Among the lines below, copy exactly those from the one with "let mut w = vec![F::zero(); num_vars];" through the one with "for c in coefs.iter_mut()", counting both ends.

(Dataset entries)

- - - -

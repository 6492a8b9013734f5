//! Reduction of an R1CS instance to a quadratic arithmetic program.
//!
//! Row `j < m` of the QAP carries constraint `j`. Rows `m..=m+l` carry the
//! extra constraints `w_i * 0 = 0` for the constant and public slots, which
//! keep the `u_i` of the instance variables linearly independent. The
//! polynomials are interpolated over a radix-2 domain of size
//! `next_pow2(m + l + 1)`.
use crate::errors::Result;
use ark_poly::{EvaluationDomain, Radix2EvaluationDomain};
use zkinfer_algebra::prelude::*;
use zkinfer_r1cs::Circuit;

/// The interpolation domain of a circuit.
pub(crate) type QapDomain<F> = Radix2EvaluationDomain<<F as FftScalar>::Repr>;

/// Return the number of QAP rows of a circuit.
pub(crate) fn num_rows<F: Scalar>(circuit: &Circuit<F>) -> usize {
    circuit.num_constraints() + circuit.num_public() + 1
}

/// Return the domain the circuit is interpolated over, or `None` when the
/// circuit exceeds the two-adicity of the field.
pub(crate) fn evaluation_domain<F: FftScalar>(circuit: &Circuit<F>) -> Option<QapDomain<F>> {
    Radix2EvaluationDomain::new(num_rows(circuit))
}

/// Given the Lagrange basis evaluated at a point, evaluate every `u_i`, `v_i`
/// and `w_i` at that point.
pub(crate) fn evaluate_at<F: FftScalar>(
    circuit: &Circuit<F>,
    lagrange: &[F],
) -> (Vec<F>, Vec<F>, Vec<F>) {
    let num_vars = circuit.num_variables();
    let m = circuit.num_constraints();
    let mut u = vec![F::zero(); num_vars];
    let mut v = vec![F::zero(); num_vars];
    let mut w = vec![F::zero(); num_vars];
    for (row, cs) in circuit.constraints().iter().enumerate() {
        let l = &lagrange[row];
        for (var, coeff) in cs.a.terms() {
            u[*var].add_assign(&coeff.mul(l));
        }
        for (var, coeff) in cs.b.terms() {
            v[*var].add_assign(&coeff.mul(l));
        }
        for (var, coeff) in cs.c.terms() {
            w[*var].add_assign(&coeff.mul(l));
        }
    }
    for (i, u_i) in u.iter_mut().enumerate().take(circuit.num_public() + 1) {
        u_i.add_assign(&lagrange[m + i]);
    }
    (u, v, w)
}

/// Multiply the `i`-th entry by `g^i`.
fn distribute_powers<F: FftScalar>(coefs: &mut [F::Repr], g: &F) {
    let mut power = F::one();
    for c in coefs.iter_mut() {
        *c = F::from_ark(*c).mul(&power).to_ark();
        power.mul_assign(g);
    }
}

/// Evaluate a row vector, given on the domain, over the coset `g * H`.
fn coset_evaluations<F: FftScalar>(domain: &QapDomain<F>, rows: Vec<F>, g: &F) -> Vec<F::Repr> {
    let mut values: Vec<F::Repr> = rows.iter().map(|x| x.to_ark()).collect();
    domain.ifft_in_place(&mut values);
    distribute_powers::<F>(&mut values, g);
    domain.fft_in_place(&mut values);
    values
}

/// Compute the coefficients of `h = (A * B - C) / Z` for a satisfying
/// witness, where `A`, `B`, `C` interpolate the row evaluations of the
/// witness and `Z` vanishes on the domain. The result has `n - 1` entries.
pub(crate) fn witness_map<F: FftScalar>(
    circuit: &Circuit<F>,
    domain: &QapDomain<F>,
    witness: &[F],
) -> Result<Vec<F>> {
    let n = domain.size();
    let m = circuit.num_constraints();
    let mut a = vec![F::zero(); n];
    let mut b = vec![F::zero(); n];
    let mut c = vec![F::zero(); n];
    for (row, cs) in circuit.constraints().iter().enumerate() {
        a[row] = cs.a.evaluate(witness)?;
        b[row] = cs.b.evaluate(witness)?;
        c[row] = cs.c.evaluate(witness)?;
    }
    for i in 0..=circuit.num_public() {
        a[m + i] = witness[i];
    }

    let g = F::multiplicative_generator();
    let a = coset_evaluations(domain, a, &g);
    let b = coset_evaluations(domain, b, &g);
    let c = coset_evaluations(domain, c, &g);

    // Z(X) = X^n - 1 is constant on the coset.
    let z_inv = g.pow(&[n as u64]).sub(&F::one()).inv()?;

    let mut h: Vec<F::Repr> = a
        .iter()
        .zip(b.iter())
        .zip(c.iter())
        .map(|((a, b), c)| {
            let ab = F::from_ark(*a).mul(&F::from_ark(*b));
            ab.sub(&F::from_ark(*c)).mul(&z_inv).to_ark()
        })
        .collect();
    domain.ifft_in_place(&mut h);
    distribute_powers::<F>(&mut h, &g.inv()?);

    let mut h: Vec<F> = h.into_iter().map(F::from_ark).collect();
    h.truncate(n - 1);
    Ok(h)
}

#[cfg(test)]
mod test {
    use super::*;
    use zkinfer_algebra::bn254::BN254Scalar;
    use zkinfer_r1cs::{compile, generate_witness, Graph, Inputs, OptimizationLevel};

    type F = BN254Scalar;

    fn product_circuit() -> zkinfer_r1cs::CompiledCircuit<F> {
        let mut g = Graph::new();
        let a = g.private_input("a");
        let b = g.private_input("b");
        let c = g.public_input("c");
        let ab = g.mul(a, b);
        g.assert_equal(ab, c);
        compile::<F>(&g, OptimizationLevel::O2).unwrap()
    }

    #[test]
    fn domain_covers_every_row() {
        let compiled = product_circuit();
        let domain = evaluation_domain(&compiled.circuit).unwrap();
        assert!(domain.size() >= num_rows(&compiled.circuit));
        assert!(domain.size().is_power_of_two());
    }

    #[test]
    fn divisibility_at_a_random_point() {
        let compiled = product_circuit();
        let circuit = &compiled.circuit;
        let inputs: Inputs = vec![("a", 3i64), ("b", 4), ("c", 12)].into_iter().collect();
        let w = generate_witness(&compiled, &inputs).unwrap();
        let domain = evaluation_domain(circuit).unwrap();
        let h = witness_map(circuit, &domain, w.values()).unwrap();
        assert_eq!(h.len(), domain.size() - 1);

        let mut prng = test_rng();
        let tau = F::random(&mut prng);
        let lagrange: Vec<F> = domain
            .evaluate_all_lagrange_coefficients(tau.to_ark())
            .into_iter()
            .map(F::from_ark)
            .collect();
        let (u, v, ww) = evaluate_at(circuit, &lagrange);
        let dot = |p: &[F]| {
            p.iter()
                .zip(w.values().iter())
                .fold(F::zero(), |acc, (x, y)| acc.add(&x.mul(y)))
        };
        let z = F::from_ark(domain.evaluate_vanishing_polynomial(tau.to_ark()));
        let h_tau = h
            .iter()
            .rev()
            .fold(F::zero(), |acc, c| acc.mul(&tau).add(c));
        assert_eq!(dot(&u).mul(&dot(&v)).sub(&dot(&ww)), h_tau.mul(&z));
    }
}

- - - -

Answer to this task »
    let mut w = vec![F::zero(); num_vars];
    for (row, cs) in circuit.constraints().iter().enumerate() {
        let l = &lagrange[row];
        for (var, coeff) in cs.a.terms() {
            u[*var].add_assign(&coeff.mul(l));
        }
        for (var, coeff) in cs.b.terms() {
            v[*var].add_assign(&coeff.mul(l));
        }
        for (var, coeff) in cs.c.terms() {
            w[*var].add_assign(&coeff.mul(l));
        }
    }
    for (i, u_i) in u.iter_mut().enumerate().take(circuit.num_public() + 1) {
        u_i.add_assign(&lagrange[m + i]);
    }
    (u, v, w)
}

/// Multiply the `i`-th entry by `g^i`.
fn distribute_powers<F: FftScalar>(coefs: &mut [F::Repr], g: &F) {
    let mut power = F::one();
    for c in coefs.iter_mut() {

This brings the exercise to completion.